General information
- Type: Single seat sailplane
- National origin: United Kingdom
- Manufacturer: Dart Aircraft Ltd., Dunstable
- Number built: 2

History
- First flight: 1 December 1935
- Developed from: Grunau Baby

= Dart Cambridge =

British single-seat glider, 1935

The Dart Cambridge was a single-seat competition sailplane built in the United Kingdom in the 1930s. A development of the Grunau Baby, only two were built, flying with gliding clubs.
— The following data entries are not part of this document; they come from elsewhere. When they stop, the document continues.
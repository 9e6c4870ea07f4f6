//! Time source for deadline guards.
//!
//! Every ledger operation reads the clock exactly once and uses that single
//! reading for all of its deadline comparisons.

use std::sync::atomic::{AtomicU64, Ordering};

use dealvault_types::Timestamp;

/// Supplies the host's notion of "now".
pub trait Clock {
    fn now(&self) -> Timestamp;
}

/// Wall-clock time in whole UNIX seconds.
#[derive(Debug, Clone, Copy, Default)]
pub struct SystemClock;

impl Clock for SystemClock {
    fn now(&self) -> Timestamp {
        Timestamp(u64::try_from(chrono::Utc::now().timestamp()).unwrap_or(0))
    }
}

/// Manually driven clock for deterministic deadline tests and simulations.
#[derive(Debug, Default)]
pub struct ManualClock {
    secs: AtomicU64,
}

impl ManualClock {
    #[must_use]
    pub fn new(start: Timestamp) -> Self {
        Self {
            secs: AtomicU64::new(start.0),
        }
    }

    /// Move time forward by `secs`.
    pub fn advance(&self, secs: u64) {
        // fetch_update never fails when the closure always returns Some.
        let _ = self
            .secs
            .fetch_update(Ordering::Relaxed, Ordering::Relaxed, |t| {
                Some(t.saturating_add(secs))
            });
    }

    /// Jump to an absolute time. May move backwards.
    pub fn set(&self, at: Timestamp) {
        self.secs.store(at.0, Ordering::Relaxed);
    }
}

impl Clock for ManualClock {
    fn now(&self) -> Timestamp {
        Timestamp(self.secs.load(Ordering::Relaxed))
    }
}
==Design and development==
The Cambridge first appeared as the Zander and Weyl Cambridge, making its first flight a few months before Zander and Weyl Ltd. changed its name to Dart Aircraft Ltd. Like the Slingsby Kite 1, the Cambridge was an updated version of the successful and influential Grunau Baby. It retained the Baby wing with its thick, high lift airfoil, though slightly increased in span, introduced a smoother monocoque fuselage, a tailplane of greater span and a new rudder.
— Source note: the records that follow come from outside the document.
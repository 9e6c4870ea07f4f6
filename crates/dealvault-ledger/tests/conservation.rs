//! Randomized value-conservation walk.
//!
//! Drives many deals through random operation sequences (valid and invalid,
//! with random clock jumps and injected transfer failures) and checks after
//! every step that custody matches open deals plus pending fees. At the end,
//! every terminal deal must account for its deposit exactly:
//! `payout + fee + refund == amount`.

use std::collections::HashMap;

use dealvault_custody::{TokenInfo, TransferAdapter, TransferBehavior, Vault};
use dealvault_ledger::{CallContext, CreateEscrow, EscrowLedger, ManualClock};
use dealvault_types::*;
use rand::rngs::StdRng;
use rand::{Rng, SeedableRng};

const DAY: u64 = 24 * 60 * 60;

struct World {
    ledger: EscrowLedger<Vault, ManualClock>,
    assets: Vec<AssetId>,
    buyers: Vec<Address>,
    sellers: Vec<Address>,
    arbiters: Vec<Address>,
    /// Per-deal running total of what left custody for that deal.
    settled: HashMap<DealId, u128>,
}

impl World {
    fn new(rng: &mut StdRng) -> Self {
        let mut vault = Vault::new(Address::random());
        let usdc = vault.register_token(Address::random(), TokenInfo::usdc());
        let dai = vault.register_token(Address::random(), TokenInfo::new("DAI", 18));
        let assets = vec![AssetId::Native, usdc, dai];

        let buyers: Vec<Address> = (0..4).map(|_| Address::random()).collect();
        for &buyer in &buyers {
            for &asset in &assets {
                vault.mint(asset, buyer, 1_000_000_000_000_000).unwrap();
                if !asset.is_native() {
                    vault.approve(asset, buyer, u128::MAX).unwrap();
                }
            }
        }
        let start = Timestamp(1_700_000_000 + rng.gen_range(0..DAY));
        let ledger =
            EscrowLedger::new(LedgerConfig::default(), vault, ManualClock::new(start)).unwrap();
        Self {
            ledger,
            assets,
            buyers,
            sellers: (0..3).map(|_| Address::random()).collect(),
            arbiters: (0..2).map(|_| Address::random()).collect(),
            settled: HashMap::new(),
        }
    }

    fn pick<T: Copy>(rng: &mut StdRng, items: &[T]) -> T {
        items[rng.gen_range(0..items.len())]
    }

    fn create(&mut self, rng: &mut StdRng) {
        let buyer = Self::pick(rng, &self.buyers);
        let asset = Self::pick(rng, &self.assets);
        // Occasionally below the minimum.
        let amount = rng.gen_range(900_000..50_000_000_u128);
        let attached = if asset.is_native() { amount } else { 0 };
        let params = CreateEscrow {
            seller: Self::pick(rng, &self.sellers),
            arbiter: Self::pick(rng, &self.arbiters),
            amount,
            asset,
            description: String::new(),
            acceptance_period: rng.gen_range(1..10) * DAY,
            delivery_period: rng.gen_range(1..10) * DAY,
        };
        let _ = self
            .ledger
            .create_escrow(&CallContext::with_value(buyer, attached), params);
    }

    fn step(&mut self, rng: &mut StdRng) {
        if self.ledger.deal_count() == 0 || rng.gen_range(0..5) == 0 {
            self.create(rng);
            return;
        }
        let id = DealId(rng.gen_range(0..self.ledger.deal_count() as u64));
        let deal = self.ledger.get_escrow(id).unwrap().clone();
        let (buyer, seller, arbiter) = (
            CallContext::new(deal.buyer),
            CallContext::new(deal.seller),
            CallContext::new(deal.arbiter),
        );
        // A random caller exercises the authorization guards too.
        let anyone = CallContext::new(Self::pick(
            rng,
            &[deal.buyer, deal.seller, deal.arbiter, Address::random()],
        ));
        let before = self.ledger.adapter().custody_balance(&deal.asset);

        let result = match rng.gen_range(0..12) {
            0 => self.ledger.accept_deal(&seller, id),
            1 => self.ledger.reject_deal(&seller, id),
            2 => self.ledger.claim_refund(&buyer, id),
            3 => self.ledger.mark_delivered(&seller, id, "proof"),
            4 => self.ledger.release(&buyer, id),
            5 => self.ledger.raise_dispute(&buyer, id),
            6 => {
                let winner = if rng.gen_range(0..2) == 0 {
                    deal.buyer
                } else {
                    deal.seller
                };
                self.ledger.resolve_dispute(&arbiter, id, winner)
            }
            7 => self.ledger.claim_auto_release(&seller, id),
            8 => self.ledger.claim_dispute_timeout(&buyer, id),
            9 => self.ledger.request_mutual_cancel(&anyone, id),
            10 => self.ledger.release(&anyone, id),
            _ => self
                .ledger
                .withdraw_fees(&arbiter, deal.asset)
                .map(|_| ()),
        };

        let after = self.ledger.adapter().custody_balance(&deal.asset);
        if result.is_err() {
            assert_eq!(before, after, "rejected call moved value");
        }
        let now_closed = !self.ledger.get_escrow(id).unwrap().is_open();
        if deal.is_open() && now_closed {
            // Whatever left custody plus the fee now owed to the arbiter.
            let fee_owed = match self.ledger.events().last().map(|r| &r.event) {
                Some(EscrowEvent::Released { .. }) => self.ledger.config().fee_for(deal.amount),
                Some(EscrowEvent::DisputeResolved { .. }) => {
                    self.ledger.config().fee_for(deal.amount)
                }
                _ => 0,
            };
            self.settled.insert(id, before - after + fee_owed);
        }
    }

    fn jitter(&mut self, rng: &mut StdRng) {
        match rng.gen_range(0..20) {
            0 => self.ledger.clock().advance(rng.gen_range(0..40) * DAY),
            1..=4 => self.ledger.clock().advance(rng.gen_range(0..DAY)),
            5 => {
                let asset = Self::pick(rng, &self.assets);
                if !asset.is_native() {
                    let behavior = Self::pick(
                        rng,
                        &[
                            TransferBehavior::Standard,
                            TransferBehavior::ReturnsFalse,
                            TransferBehavior::Reverts,
                        ],
                    );
                    self.ledger
                        .adapter_mut()
                        .set_token_behavior(asset, behavior)
                        .unwrap();
                }
            }
            6 => {
                let seller = Self::pick(rng, &self.sellers);
                let rejects = rng.gen_range(0..2) == 0;
                self.ledger.adapter_mut().set_rejects_native(seller, rejects);
            }
            _ => {}
        }
    }

    fn check_custody(&self) {
        for &asset in &self.assets {
            self.ledger.verify_custody(asset).unwrap();
        }
    }
}

fn run_walk(seed: u64, steps: usize) {
    let mut rng = StdRng::seed_from_u64(seed);
    let mut world = World::new(&mut rng);
    for _ in 0..steps {
        world.jitter(&mut rng);
        world.step(&mut rng);
        world.check_custody();
    }

    let mut terminal = 0;
    for deal_idx in 0..world.ledger.deal_count() {
        let id = DealId(deal_idx as u64);
        let deal = world.ledger.get_escrow(id).unwrap();
        if deal.is_open() {
            continue;
        }
        terminal += 1;
        assert_eq!(
            world.settled.get(&id).copied(),
            Some(deal.amount),
            "{id} did not conserve value"
        );
    }
    assert!(terminal > 0, "walk with seed {seed} closed no deals");
    assert_eq!(world.ledger.events().verify_chain(), None);
}

#[test]
fn conservation_holds_under_random_walk() {
    for seed in [1, 7, 42, 2024, 0xDEA1] {
        run_walk(seed, 600);
    }
}

#[test]
fn conservation_holds_on_long_walk() {
    run_walk(0x5EED, 3_000);
}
The wings of the Cambridge had a constant chord to about half span, outboard of which the leading edge was slightly swept and the trailing edge elliptically tapered. The ailerons were hinged on the outboard sections at a slight angle to the main spar, allowing them to be of almost constant chord. No flaps or airbrakes were fitted. The wings were mounted on a raised part of the fuselage just behind the cockpit, with single lift struts from the lower fuselage to the main spar at about one quarter span. The revised tailplane had swept leading edges and the elevators had forward-swept trailing edges, as on the Baby, but their extended span made it more pointed in plan. The fin was very narrow, with the rudder and elevator hinges at the same fuselage position. The rudder was almost semi-circular.

The smooth plywood monocoque fuselage became more slender aft of the pylon carrying the wing. The cockpit was open. A combination of a single, short, fuselage-mounted skid and integral tail bumper served as an undercarriage.

The Cambridge first flew on 1 December 1935. A second aircraft, known as the Cambridge 2, was a little lighter and had larger ailerons.

==Operational history==
The first Cambridge was owned by the Duke of Grafton, who was one of the founding members of the Cambridge University Gliding Club (CUGC). It was flown as a club aircraft and was entered by them into the 1939 National Soaring Contests, though without making much impression. It was registered by the club after World War II in the brief period from 1949 when UK gliders appeared on the CAA register. It was de-registered by CUGC in 1953, by which time gliders no longer required CAA registration. Its later history is uncertain; it was at RAF Dishforth for a while and may have been burnt before 1973.

The Cambridge 2 was operated by the London Gliding Club who flew it into 6th place in the 1937 National Competitions, though it gained no prizes.